Mind Your Step(s): Avoid Mishaps with Safer Stair Practices

We don't give it too much thought when going upstairs or downstairs. For most of us, it's akin to breathing—something we naturally do without a second thought.

However, twice in the past year, I've realised how much of a safety hazard stairs can be. It's crucial to always "mind your step."

One incident happened at home. My staircase is carpeted except for the last step, which is laminate wood. While descending with my arms full of items, I slipped on that last step and landed awkwardly on the left side of my bottom. It was a painful and surprising fall, considering it happened on my familiar stairs.

The other time, I was hurrying to pick up a friend at the airport. I was slightly late and misstepped on the second-last step, thinking it was the last one and fell hard on my left knee. The fall was pretty nasty, made worse by rushing and the hard paved surface I landed on.

These incidents happened a few months apart but had similar outcomes—both required me to go for a few sessions of remedial manipulation and massage to recover.

The home fall caused a misalignment in my left hip, which threw off my entire left side. Everyday movements became uncomfortable, and I had to adjust how I moved to avoid pain. 

The airport fall was just as bad; it sent my body into shock, almost like whiplash, causing muscle tension, neck pain, and headaches. These falls showed me how vulnerable we can be to small hazards in our daily routines.

From these experiences, I've learned the importance of being mindful of stairs and their potential dangers, even in routine situations. Always remember to "mind your step" to prevent similar mishaps.

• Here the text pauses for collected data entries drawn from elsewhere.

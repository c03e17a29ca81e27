//! Prints every GitLab provider CRD as a multi-document YAML stream
//!
//! Usage: `cargo run -p crds --bin crdgen > config/crds/gitlab.yaml`

use crds::*;
use kube::CustomResourceExt;
use k8s_openapi::apiextensions_apiserver::pkg::apis::apiextensions::v1::CustomResourceDefinition;

fn main() -> anyhow::Result<()> {
    let crds: Vec<CustomResourceDefinition> = vec![
        ProviderConfig::crd(),
        // projects
        Project::crd(),
        ProjectMember::crd(),
        ProjectHook::crd(),
        ProjectVariable::crd(),
        ProjectDeployKey::crd(),
        ProjectDeployToken::crd(),
        ProjectAccessToken::crd(),
        PipelineSchedule::crd(),
        ProjectApprovalRule::crd(),
        Runner::crd(),
        MattermostIntegration::crd(),
        // groups
        Group::crd(),
        GroupMember::crd(),
        GroupVariable::crd(),
        GroupDeployToken::crd(),
        GroupAccessToken::crd(),
        GroupLdapLink::crd(),
        GroupSamlLink::crd(),
        // instance
        License::crd(),
        ApplicationSettings::crd(),
    ];

    for crd in crds {
        let yaml = serde_yaml::to_string(&crd)
            .map_err(|e| anyhow::anyhow!("Failed to serialize CRD: {}", e))?;
        println!("---");
        print!("{yaml}");
    }
    Ok(())
}
//! Per-kind translators and the generic state machine client
//!
//! A [`Translator`] knows how one kind maps onto the GitLab API: how to
//! parse its external name, fetch the remote entity, late-initialize and
//! compare the spec, and issue create/update/delete. [`TranslatedClient`]
//! wraps a translator into an [`ExternalClient`] and owns the parts of the
//! contract shared by every kind (unbound objects, 404 handling, conditions,
//! credential sinks, management policies).

use super::{ExternalClient, ExternalCreation, ExternalObservation, ExternalUpdate};
use crate::cluster::ConnectionDetails;
use crate::error::ControllerError;
use crate::secret_source::SecretResolver;
use async_trait::async_trait;
use crds::{Condition, IdOrPath, ManagedResource, ManagementAction};
use gitlab_client::{GitLabClientTrait, GitLabError, ResourceId};
use std::sync::{Arc, Mutex};
use tracing::debug;

/// Everything a translator may use during one reconcile
#[derive(Clone)]
pub struct ExternalContext {
    /// Client for the ProviderConfig the object references
    pub gitlab: Arc<dyn GitLabClientTrait>,
    /// Resolves value sources and reads connection secrets
    pub secrets: SecretResolver,
    /// Namespace of the managed object, the default for secret references
    pub namespace: String,
}

/// Kind-specific half of the reconcile state machine
#[async_trait]
pub trait Translator: Send + Sync + Sized + 'static {
    type Kind: ManagedResource;
    /// Parsed external name
    type Id: Send + Sync;
    /// Remote entity as returned by GitLab
    type Remote: Send + Sync;

    /// Name used in error messages and metrics
    const NAME: &'static str;
    /// Create only returns a write-once credential; refuse to create without a sink
    const REQUIRES_SINK: bool = false;

    fn new(ctx: ExternalContext) -> Self;

    fn parse_id(&self, external_name: &str) -> Result<Self::Id, ControllerError>;

    /// Fetch the bound entity; `None` when it does not exist
    async fn fetch(&self, mr: &Self::Kind, id: &Self::Id) -> Result<Option<Self::Remote>, ControllerError>;

    /// Fill unset spec fields from the remote entity; true if anything changed
    fn late_initialize(
        &self,
        _params: &mut <Self::Kind as ManagedResource>::Parameters,
        _remote: &Self::Remote,
    ) -> bool {
        false
    }

    fn observation(&self, remote: &Self::Remote) -> <Self::Kind as ManagedResource>::Observation;

    async fn is_up_to_date(&self, mr: &Self::Kind, remote: &Self::Remote) -> Result<bool, ControllerError>;

    /// Re-observable outputs
    fn connection_details(&self, _remote: &Self::Remote) -> ConnectionDetails {
        ConnectionDetails::new()
    }

    async fn create(&self, mr: &Self::Kind) -> Result<ExternalCreation, ControllerError>;

    async fn update(
        &self,
        mr: &Self::Kind,
        id: &Self::Id,
        remote: &Self::Remote,
    ) -> Result<ExternalUpdate, ControllerError>;

    async fn delete(&self, mr: &Self::Kind, id: &Self::Id) -> Result<(), ControllerError>;

    /// Whether the remote entity is gone while the object is being deleted
    async fn gone_while_deleting(&self, mr: &Self::Kind, id: &Self::Id) -> Result<bool, ControllerError> {
        Ok(self.fetch(mr, id).await?.is_none())
    }
}

/// [`ExternalClient`] driven by a [`Translator`]
///
/// Holds the entity fetched by `observe` so that `update` in the same
/// reconcile does not fetch it again. Dropped at the end of the reconcile.
pub struct TranslatedClient<T: Translator> {
    translator: T,
    observed: Mutex<Option<Arc<T::Remote>>>,
}

impl<T: Translator> TranslatedClient<T> {
    pub fn new(ctx: ExternalContext) -> Self {
        Self {
            translator: T::new(ctx),
            observed: Mutex::new(None),
        }
    }

    fn remember(&self, remote: Option<Arc<T::Remote>>) {
        match self.observed.lock() {
            Ok(mut observed) => *observed = remote,
            Err(poisoned) => *poisoned.into_inner() = remote,
        }
    }

    fn remembered(&self) -> Option<Arc<T::Remote>> {
        match self.observed.lock() {
            Ok(observed) => observed.clone(),
            Err(poisoned) => poisoned.into_inner().clone(),
        }
    }

    fn bound_id(&self, mr: &T::Kind) -> Result<T::Id, ControllerError> {
        let name = mr.external_name();
        if name.is_empty() {
            return Err(ControllerError::MissingExternalName);
        }
        self.translator.parse_id(name)
    }
}

#[async_trait]
impl<T: Translator> ExternalClient<T::Kind> for TranslatedClient<T> {
    async fn observe(&self, mr: &mut T::Kind) -> Result<ExternalObservation, ControllerError> {
        if mr.external_name().is_empty() {
            return Ok(ExternalObservation::absent());
        }
        let id = self.bound_id(mr)?;

        if mr.is_deleting() {
            let gone = self.translator.gone_while_deleting(mr, &id).await?;
            return Ok(ExternalObservation {
                resource_exists: !gone,
                resource_up_to_date: true,
                ..Default::default()
            });
        }

        let Some(remote) = self.translator.fetch(mr, &id).await? else {
            debug!("{} {} not found", T::NAME, mr.external_name());
            return Ok(ExternalObservation::absent());
        };

        let late_initialized = mr.resource_spec().allows(ManagementAction::LateInitialize)
            && self.translator.late_initialize(mr.for_provider_mut(), &remote);

        mr.managed_status_mut().at_provider = self.translator.observation(&remote);
        mr.set_condition(Condition::available());

        let up_to_date = self.translator.is_up_to_date(mr, &remote).await?;
        let connection_details = self.translator.connection_details(&remote);
        self.remember(Some(Arc::new(remote)));

        Ok(ExternalObservation {
            resource_exists: true,
            resource_up_to_date: up_to_date,
            resource_late_initialized: late_initialized,
            connection_details,
        })
    }

    async fn create(&self, mr: &mut T::Kind) -> Result<ExternalCreation, ControllerError> {
        if T::REQUIRES_SINK && mr.resource_spec().write_connection_secret_to_ref.is_none() {
            return Err(ControllerError::MissingConnectionSecret(T::NAME));
        }
        let creation = self.translator.create(mr).await?;
        mr.set_external_name(&creation.external_name);
        mr.set_condition(Condition::creating());
        Ok(creation)
    }

    async fn update(&self, mr: &mut T::Kind) -> Result<ExternalUpdate, ControllerError> {
        let id = self.bound_id(mr)?;
        let remote = match self.remembered() {
            Some(remote) => remote,
            None => match self.translator.fetch(mr, &id).await? {
                Some(remote) => Arc::new(remote),
                None => {
                    return Err(ControllerError::Update {
                        kind: T::NAME,
                        source: GitLabError::NotFound(format!("{} {}", T::NAME, mr.external_name())),
                    })
                }
            },
        };

        let update = self.translator.update(mr, &id, &remote).await?;
        if let Some(name) = &update.external_name {
            mr.set_external_name(name);
        }
        Ok(update)
    }

    async fn delete(&self, mr: &mut T::Kind) -> Result<(), ControllerError> {
        let id = self.bound_id(mr)?;
        mr.set_condition(Condition::deleting());
        self.translator.delete(mr, &id).await
    }

    async fn disconnect(&self) {
        self.remember(None);
    }
}

/// Map a GitLab lookup to `Some`, `None` for a 404, or a *get-failed* error
pub fn found<T>(kind: &'static str, result: Result<T, GitLabError>) -> Result<Option<T>, ControllerError> {
    match result {
        Ok(value) => Ok(Some(value)),
        Err(e) if e.is_not_found() => Ok(None),
        Err(source) => Err(ControllerError::Get { kind, source }),
    }
}

/// Map a GitLab delete; a 404 means the entity is already gone
pub fn deleted<T>(kind: &'static str, result: Result<T, GitLabError>) -> Result<(), ControllerError> {
    match result {
        Ok(_) => Ok(()),
        Err(e) if e.is_not_found() => Ok(()),
        Err(source) => Err(ControllerError::Delete { kind, source }),
    }
}

pub fn get_failed(kind: &'static str) -> impl FnOnce(GitLabError) -> ControllerError {
    move |source| ControllerError::Get { kind, source }
}

pub fn create_failed(kind: &'static str) -> impl FnOnce(GitLabError) -> ControllerError {
    move |source| ControllerError::Create { kind, source }
}

pub fn update_failed(kind: &'static str) -> impl FnOnce(GitLabError) -> ControllerError {
    move |source| ControllerError::Update { kind, source }
}

pub fn delete_failed(kind: &'static str) -> impl FnOnce(GitLabError) -> ControllerError {
    move |source| ControllerError::Delete { kind, source }
}

/// Convert a declared ID-or-path into the client's identifier
pub fn resource_id(id: &IdOrPath) -> ResourceId {
    match id.as_id() {
        Some(numeric) => ResourceId::Numeric(numeric),
        None => ResourceId::Path(id.to_string()),
    }
}

/// Required parent identifier (`projectID`, `groupID`, ...)
pub fn parent_id(id: Option<&IdOrPath>, field: &'static str) -> Result<ResourceId, ControllerError> {
    id.map(resource_id).ok_or(ControllerError::MissingParentId(field))
}

/// Connection details from `(key, value)` pairs, skipping empty values
pub fn details<'a>(pairs: impl IntoIterator<Item = (&'a str, Option<String>)>) -> ConnectionDetails {
    pairs
        .into_iter()
        .filter_map(|(key, value)| {
            value
                .filter(|v| !v.is_empty())
                .map(|v| (key.to_string(), v.into_bytes()))
        })
        .collect()
}

#[cfg(test)]
mod tests {
    use super::*;

    #[test]
    fn test_found_collapses_not_found() {
        let missing: Result<i64, GitLabError> = Err(GitLabError::NotFound("gone".to_string()));
        assert_eq!(found("project", missing).unwrap(), None);

        let failed: Result<i64, GitLabError> = Err(GitLabError::Api {
            status: 500,
            message: "boom".to_string(),
        });
        let err = found("project", failed).unwrap_err();
        assert!(err.to_string().starts_with("cannot get project: "));
    }

    #[test]
    fn test_deleted_treats_404_as_success() {
        let missing: Result<(), GitLabError> = Err(GitLabError::NotFound("gone".to_string()));
        deleted("hook", missing).unwrap();
        let forbidden: Result<(), GitLabError> = Err(GitLabError::Authentication("403".to_string()));
        assert!(deleted("hook", forbidden).unwrap_err().to_string().starts_with("cannot delete hook: "));
    }

    #[test]
    fn test_resource_id_prefers_numeric() {
        assert_eq!(resource_id(&IdOrPath::Id(7)), ResourceId::Numeric(7));
        assert_eq!(resource_id(&IdOrPath::from("7")), ResourceId::Numeric(7));
        assert_eq!(resource_id(&IdOrPath::from("g/app")), ResourceId::Path("g/app".to_string()));
        assert!(matches!(
            parent_id(None, "projectID").unwrap_err(),
            ControllerError::MissingParentId("projectID")
        ));
    }

    #[test]
    fn test_details_skip_empty_values() {
        let details = details([("token", Some("abc".to_string())), ("expiresAt", None), ("empty", Some(String::new()))]);
        assert_eq!(details.len(), 1);
        assert_eq!(details["token"], b"abc".to_vec());
    }
}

Here are a few tips to help you Mind Your Step(s)

General Tips

  • Pay Attention:
    Stay aware of your surroundings and avoid distractions like phones or conversations that 
    can divert your focus. Being mindful can help you spot potential hazards before they become a problem.
  • Use Handrails:
    Always use the handrails for support and balance. 
    Handrails are there for a reason: they can prevent slips and falls, especially when you're tired or carrying something.
  • Clear the Clutter:
    Ensure your stairs are free from 
    any objects that could cause you to trip. This includes toys, shoes, or any other items.
  • Maintain Your Stairs:
    Regularly check your stairs for 
    any damage or wear and tear, like loose carpeting or broken steps, and fix these issues promptly.
  • Lighting:
    Make sure your stairway is well-lit. Good lighting can help you see where you're at and avoid missteps, especially in areas with uneven steps.

Going Up the Stairs

  • Take One Step at a Time:
    Don’t rush. Make sure your whole foot is on each
    step for stability. Rushing increases the risk of tripping, so take your time to ensure each step is secure.
  • Keep Your Balance:
    Lean slightly forward to stay balanced, especially when carrying things. This helps distribute your weight evenly and makes it easier to keep your balance.
  • Don't Overload Yourself:
    If you're carrying stuff,
    make sure it doesn't block your view or throw off your balance. It's better to make multiple trips than to risk a fall because you can't see where you're stepping or are off-balance.

Going Down the Stairs

  • Look Ahead:
    Keep your eyes on the stairs ahead. Don't look down at your feet. Focusing ahead helps you anticipate the next steps and keeps your balance steady.
  • Step Down Carefully:
    Make sure your foot is fully on each step. If the steps are uneven or narrow, be extra careful. Take your time, and don't rush, especially if the stairs are unfamiliar or if you're in a hurry.
  • Mind Your Shoes:
    Wear shoes with good traction and avoid loose, slippery footwear like socks. Shoes with proper grip can make a significant difference in preventing slips and falls.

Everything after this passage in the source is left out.